**SUPPLIED MATERIAL**

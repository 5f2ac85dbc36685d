//! External value store contract.
//!
//! Values larger than the inline threshold are handed to a [`ValueStore`]
//! and the change event carries the resulting keys instead of the bytes.
//! The engine does not mandate persistence properties; when no store is
//! configured, oversized values are dropped and only previews are emitted.

use crate::{Error, Result};
use parking_lot::Mutex;
use std::collections::HashMap;
use std::sync::atomic::{AtomicUsize, Ordering};

/// A key/value sink for captured region contents.
pub trait ValueStore: Send + Sync {
  /// Stores `bytes` under `key`, replacing any previous value.
  fn put(&self, key: &str, bytes: &[u8]) -> Result<()>;

  /// Retrieves the value stored under `key`.
  fn get(&self, key: &str) -> Result<Vec<u8>>;

  /// Removes the value stored under `key`.
  fn delete(&self, key: &str) -> Result<()>;
}

/// An in-memory [`ValueStore`] suitable for tests and short-lived sessions.
#[derive(Default)]
pub struct MemoryStore {
  entries: Mutex<HashMap<String, Vec<u8>>>,
  bytes_used: AtomicUsize,
}

impl MemoryStore {
  /// Creates an empty store.
  pub fn new() -> Self {
    Self::default()
  }

  /// Returns the total number of payload bytes currently held.
  pub fn bytes_used(&self) -> usize {
    self.bytes_used.load(Ordering::Relaxed)
  }

  /// Returns the number of stored values.
  pub fn len(&self) -> usize {
    self.entries.lock().len()
  }

  /// Returns whether the store holds no values.
  pub fn is_empty(&self) -> bool {
    self.entries.lock().is_empty()
  }
}

impl ValueStore for MemoryStore {
  fn put(&self, key: &str, bytes: &[u8]) -> Result<()> {
    let mut entries = self.entries.lock();

    if let Some(previous) = entries.insert(key.to_owned(), bytes.to_vec()) {
      self.bytes_used.fetch_sub(previous.len(), Ordering::Relaxed);
    }

    self.bytes_used.fetch_add(bytes.len(), Ordering::Relaxed);
    Ok(())
  }

  fn get(&self, key: &str) -> Result<Vec<u8>> {
    self
      .entries
      .lock()
      .get(key)
      .cloned()
      .ok_or_else(|| Error::Storage(format!("key not found: {}", key)))
  }

  fn delete(&self, key: &str) -> Result<()> {
    let mut entries = self.entries.lock();

    match entries.remove(key) {
      Some(previous) => {
        self.bytes_used.fetch_sub(previous.len(), Ordering::Relaxed);
        Ok(())
      }
      None => Err(Error::Storage(format!("key not found: {}", key))),
    }
  }
}

/// Builds the storage key for one side of a change.
pub(crate) fn storage_key(region_id: u64, region_seq: u64, side: &str) -> String {
  format!("mw:{}:{}:{}", region_id, region_seq, side)
}
//! Page-aligned anonymous mappings.
//!
//! Watch targets normally live wherever the host application put them; a
//! [`Mapping`] exists for the cases that need deterministic page placement,
//! such as demos and tests that lay several regions out on one page.

use crate::{os, page, Error, Result};

/// A handle to an anonymous, page-aligned, read-write mapping.
///
/// The memory is zero-initialized and released when the handle is dropped.
pub struct Mapping {
  base: *mut u8,
  size: usize,
}

impl Mapping {
  /// Allocates one or more pages of zeroed, writable memory.
  ///
  /// The size is rounded up to the closest page boundary.
  ///
  /// # Examples
  ///
  /// ```
  /// # fn main() -> memwatch::Result<()> {
  /// let map = memwatch::Mapping::new(1)?;
  /// assert_eq!(map.len(), memwatch::page::size());
  /// # Ok(())
  /// # }
  /// ```
  pub fn new(size: usize) -> Result<Self> {
    if size == 0 {
      return Err(Error::InvalidParameter("size"));
    }

    let size = page::ceil(size);
    let base = unsafe { os::alloc(size)? };
    Ok(Mapping { base, size })
  }

  /// Returns a pointer to the mapping's base address.
  ///
  /// The address is always aligned to the operating system's page size.
  #[inline]
  pub fn as_ptr(&self) -> *const u8 {
    self.base
  }

  /// Returns a mutable pointer to the mapping's base address.
  #[inline]
  pub fn as_mut_ptr(&mut self) -> *mut u8 {
    self.base
  }

  /// Returns the size of the mapping.
  ///
  /// The size is always a multiple of the operating system's page size.
  #[inline]
  pub fn len(&self) -> usize {
    self.size
  }

  /// Returns whether the mapping is empty or not.
  #[inline]
  pub fn is_empty(&self) -> bool {
    self.size == 0
  }

  /// Views the mapping as a byte slice.
  #[inline]
  pub fn as_slice(&self) -> &[u8] {
    unsafe { std::slice::from_raw_parts(self.base, self.size) }
  }
}

impl Drop for Mapping {
  fn drop(&mut self) {
    let result = unsafe { os::free(self.base, self.size) };
    debug_assert!(result.is_ok(), "freeing mapping: {:?}", result);
  }
}

unsafe impl Send for Mapping {}
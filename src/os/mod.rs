cfg_if::cfg_if! {
  if #[cfg(unix)] {
    mod unix;
    pub(crate) use self::unix::*;
  } else if #[cfg(windows)] {
    mod windows;
    pub(crate) use self::windows::*;
  }
}

#[cfg(target_os = "linux")]
mod linux;

#[cfg(target_os = "linux")]
pub(crate) use self::linux::*;

#[cfg(target_os = "macos")]
mod macos;

#[cfg(target_os = "macos")]
pub(crate) use self::macos::*;
//! CSV export of task and profile data

use crate::config::ExportConfig;
use crate::error::Result;
use crate::flatten::{flatten_nested, hoist_challenge, render_cell};
use crate::models::{task_type_of, TaskType};
use serde_json::Value;
use std::fs;
use std::path::Path;
use tracing::info;

/// Common columns shared by every task type
const COMMON_HEADERS: &[&str] = &["id", "text", "notes", "priority", "createdAt", "updatedAt"];

/// Challenge columns surfaced by the hoist
const CHALLENGE_HEADERS: &[&str] = &["challenge_id", "challenge_shortName"];

/// Output file for the flattened profile stats
pub const STATS_FILE_NAME: &str = "user_stats.csv";

/// Output file for the flattened profile achievements
pub const ACHIEVEMENTS_FILE_NAME: &str = "user_achievements.csv";

/// The fixed column header set for a task type
///
/// Headers are determined by the type alone, never inferred from the
/// records being exported.
#[must_use]
pub fn task_headers(task_type: TaskType) -> Vec<&'static str> {
    let specific: &[&str] = match task_type {
        TaskType::Habit => &["up", "down", "counterUp", "counterDown"],
        TaskType::Daily => &["streak", "completed"],
        TaskType::Todo => &["completed", "date"],
        TaskType::Reward => &[],
    };
    COMMON_HEADERS
        .iter()
        .chain(specific)
        .chain(CHALLENGE_HEADERS)
        .copied()
        .collect()
}

/// Row counts per task-type export
#[derive(Debug, Clone, Default, PartialEq, Eq)]
pub struct TaskExportSummary {
    pub habits: usize,
    pub dailies: usize,
    pub todos: usize,
    /// `None` when the rewards export is disabled
    pub rewards: Option<usize>,
}

impl TaskExportSummary {
    /// Total rows written across all task exports
    #[must_use]
    pub fn total(&self) -> usize {
        self.habits + self.dailies + self.todos + self.rewards.unwrap_or(0)
    }
}

/// Row counts for the two profile exports
#[derive(Debug, Clone, Default, PartialEq, Eq)]
pub struct ProfileExportSummary {
    pub stats_rows: usize,
    pub achievement_rows: usize,
}

impl ProfileExportSummary {
    /// Total rows written across both profile exports
    #[must_use]
    pub fn total(&self) -> usize {
        self.stats_rows + self.achievement_rows
    }
}

/// CSV exporter for task and profile payloads
pub struct DataExporter {
    config: ExportConfig,
}

impl DataExporter {
    #[must_use]
    pub const fn new(config: ExportConfig) -> Self {
        Self { config }
    }

    #[must_use]
    pub fn new_default() -> Self {
        Self::new(ExportConfig::default())
    }

    /// Export the records of one task type to a CSV file
    ///
    /// Filters `tasks` to the records whose `type` tag equals
    /// `task_type`, preserving input order, and writes the fixed header
    /// plus one row per match. A record's nested `challenge` object is
    /// hoisted before the row is rendered. Fields outside the fixed
    /// header are dropped; missing fields become empty cells. When no
    /// record matches, a header-only file is written (or nothing at all
    /// when `write_empty_files` is off).
    ///
    /// Returns the number of data rows written.
    ///
    /// # Errors
    /// Returns an error if the destination file cannot be written.
    pub fn export_tasks_by_type(
        &self,
        tasks: &[Value],
        task_type: TaskType,
        destination: &Path,
    ) -> Result<usize> {
        let headers = task_headers(task_type);
        let matching: Vec<_> = tasks
            .iter()
            .filter(|record| task_type_of(record) == Some(task_type))
            .filter_map(Value::as_object)
            .collect();

        if matching.is_empty() && !self.config.write_empty_files {
            info!(task_type = %task_type, "no tasks of this type, skipping file");
            return Ok(0);
        }

        let mut writer = csv::Writer::from_path(destination)?;
        writer.write_record(&headers)?;
        for record in &matching {
            let record = hoist_challenge((*record).clone());
            let row: Vec<String> = headers
                .iter()
                .map(|header| render_cell(record.get(*header)))
                .collect();
            writer.write_record(&row)?;
        }
        writer.flush()?;

        info!(
            task_type = %task_type,
            rows = matching.len(),
            path = %destination.display(),
            "exported tasks"
        );
        Ok(matching.len())
    }

    /// Export every task type into the configured output directory
    ///
    /// Writes `habits.csv`, `dailies.csv` and `todos.csv`, plus
    /// `rewards.csv` when the rewards export is enabled. The output
    /// directory is created if absent.
    ///
    /// # Errors
    /// Returns an error if the directory or any file cannot be written.
    pub fn export_all_tasks(&self, tasks: &[Value]) -> Result<TaskExportSummary> {
        fs::create_dir_all(&self.config.output_dir)?;

        let habits = self.export_type_to_dir(tasks, TaskType::Habit)?;
        let dailies = self.export_type_to_dir(tasks, TaskType::Daily)?;
        let todos = self.export_type_to_dir(tasks, TaskType::Todo)?;
        let rewards = if self.config.include_rewards {
            Some(self.export_type_to_dir(tasks, TaskType::Reward)?)
        } else {
            None
        };
        Ok(TaskExportSummary {
            habits,
            dailies,
            todos,
            rewards,
        })
    }

    fn export_type_to_dir(&self, tasks: &[Value], task_type: TaskType) -> Result<usize> {
        let destination = self.config.output_dir.join(task_type.default_file_name());
        self.export_tasks_by_type(tasks, task_type, &destination)
    }

    /// Export the flattened `stats` section of the profile payload
    ///
    /// `profile` is the decoded `data` object of the user endpoint.
    /// Returns the number of data rows written (0 or 1).
    ///
    /// # Errors
    /// Returns an error if the destination file cannot be written.
    pub fn export_user_stats(&self, profile: &Value, destination: &Path) -> Result<usize> {
        self.export_profile_section(profile, "stats", destination)
    }

    /// Export the flattened `achievements` section of the profile payload
    ///
    /// # Errors
    /// Returns an error if the destination file cannot be written.
    pub fn export_user_achievements(&self, profile: &Value, destination: &Path) -> Result<usize> {
        self.export_profile_section(profile, "achievements", destination)
    }

    /// Export both profile sections into the configured output directory
    ///
    /// # Errors
    /// Returns an error if the directory or any file cannot be written.
    pub fn export_profile(&self, profile: &Value) -> Result<ProfileExportSummary> {
        fs::create_dir_all(&self.config.output_dir)?;
        Ok(ProfileExportSummary {
            stats_rows: self
                .export_user_stats(profile, &self.config.output_dir.join(STATS_FILE_NAME))?,
            achievement_rows: self.export_user_achievements(
                profile,
                &self.config.output_dir.join(ACHIEVEMENTS_FILE_NAME),
            )?,
        })
    }

    fn export_profile_section(
        &self,
        profile: &Value,
        section: &str,
        destination: &Path,
    ) -> Result<usize> {
        let Some(map) = profile.get(section).and_then(Value::as_object) else {
            info!(section, "profile section absent, skipping");
            return Ok(0);
        };
        let flat = flatten_nested(map);
        if flat.is_empty() {
            info!(section, "profile section empty, skipping");
            return Ok(0);
        }

        // one record, so the header is the flattened key set itself
        let mut writer = csv::Writer::from_path(destination)?;
        writer.write_record(flat.keys())?;
        let row: Vec<String> = flat.values().map(|value| render_cell(Some(value))).collect();
        writer.write_record(&row)?;
        writer.flush()?;

        info!(
            section,
            columns = flat.len(),
            path = %destination.display(),
            "exported profile section"
        );
        Ok(1)
    }
}
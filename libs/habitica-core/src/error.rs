//! Error types for the Habitica export library

use thiserror::Error;

/// Result type alias for Habitica export operations
pub type Result<T> = std::result::Result<T, HabiticaError>;

/// Main error type for Habitica export operations
#[derive(Error, Debug)]
pub enum HabiticaError {
    #[error("HTTP error: {0}")]
    Http(#[from] reqwest::Error),

    #[error("Serialization error: {0}")]
    Serialization(#[from] serde_json::Error),

    #[error("CSV error: {0}")]
    Csv(#[from] csv::Error),

    #[error("IO error: {0}")]
    Io(#[from] std::io::Error),

    #[error("Configuration error: {message}")]
    Configuration { message: String },

    #[error("API error: {message}")]
    Api { message: String },
}

impl HabiticaError {
    /// Create a configuration error
    pub fn configuration(message: impl Into<String>) -> Self {
        Self::Configuration {
            message: message.into(),
        }
    }

    /// Create an API error
    pub fn api(message: impl Into<String>) -> Self {
        Self::Api {
            message: message.into(),
        }
    }
}

#[cfg(test)]
mod tests {
    use super::*;
    use std::io;

    #[test]
    fn test_serialization_error_from_serde() {
        let json_error = serde_json::from_str::<serde_json::Value>("invalid json").unwrap_err();
        let error: HabiticaError = json_error.into();

        match error {
            HabiticaError::Serialization(_) => (),
            _ => panic!("Expected Serialization error"),
        }
    }

    #[test]
    fn test_io_error_from_std() {
        let io_error = io::Error::new(io::ErrorKind::NotFound, "file not found");
        let error: HabiticaError = io_error.into();

        match error {
            HabiticaError::Io(_) => (),
            _ => panic!("Expected Io error"),
        }
    }

    #[test]
    fn test_configuration_helper() {
        let error = HabiticaError::configuration("Missing required credential");

        match error {
            HabiticaError::Configuration { message } => {
                assert_eq!(message, "Missing required credential");
            }
            _ => panic!("Expected Configuration error"),
        }
    }

    #[test]
    fn test_api_helper() {
        let error = HabiticaError::api("request was not successful");

        match error {
            HabiticaError::Api { message } => {
                assert_eq!(message, "request was not successful");
            }
            _ => panic!("Expected Api error"),
        }
    }

    #[test]
    fn test_error_display_formatting() {
        let errors = vec![
            HabiticaError::configuration("config error"),
            HabiticaError::api("api error"),
        ];

        for error in errors {
            let error_string = error.to_string();
            assert!(!error_string.is_empty());
            assert!(error_string.contains("error"));
        }
    }

    #[test]
    fn test_result_type_alias() {
        fn returns_error() -> Result<String> {
            Err(HabiticaError::configuration("test error"))
        }

        match returns_error() {
            Err(HabiticaError::Configuration { message }) => {
                assert_eq!(message, "test error");
            }
            _ => panic!("Expected Configuration error"),
        }
    }
}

**TASK ITEM**
Where a line of the records above holds the word "Expected", copy that line.

**TASK OUTPUT**
            _ => panic!("Expected Serialization error"),
            _ => panic!("Expected Io error"),
            _ => panic!("Expected Configuration error"),
            _ => panic!("Expected Api error"),
            _ => panic!("Expected Configuration error"),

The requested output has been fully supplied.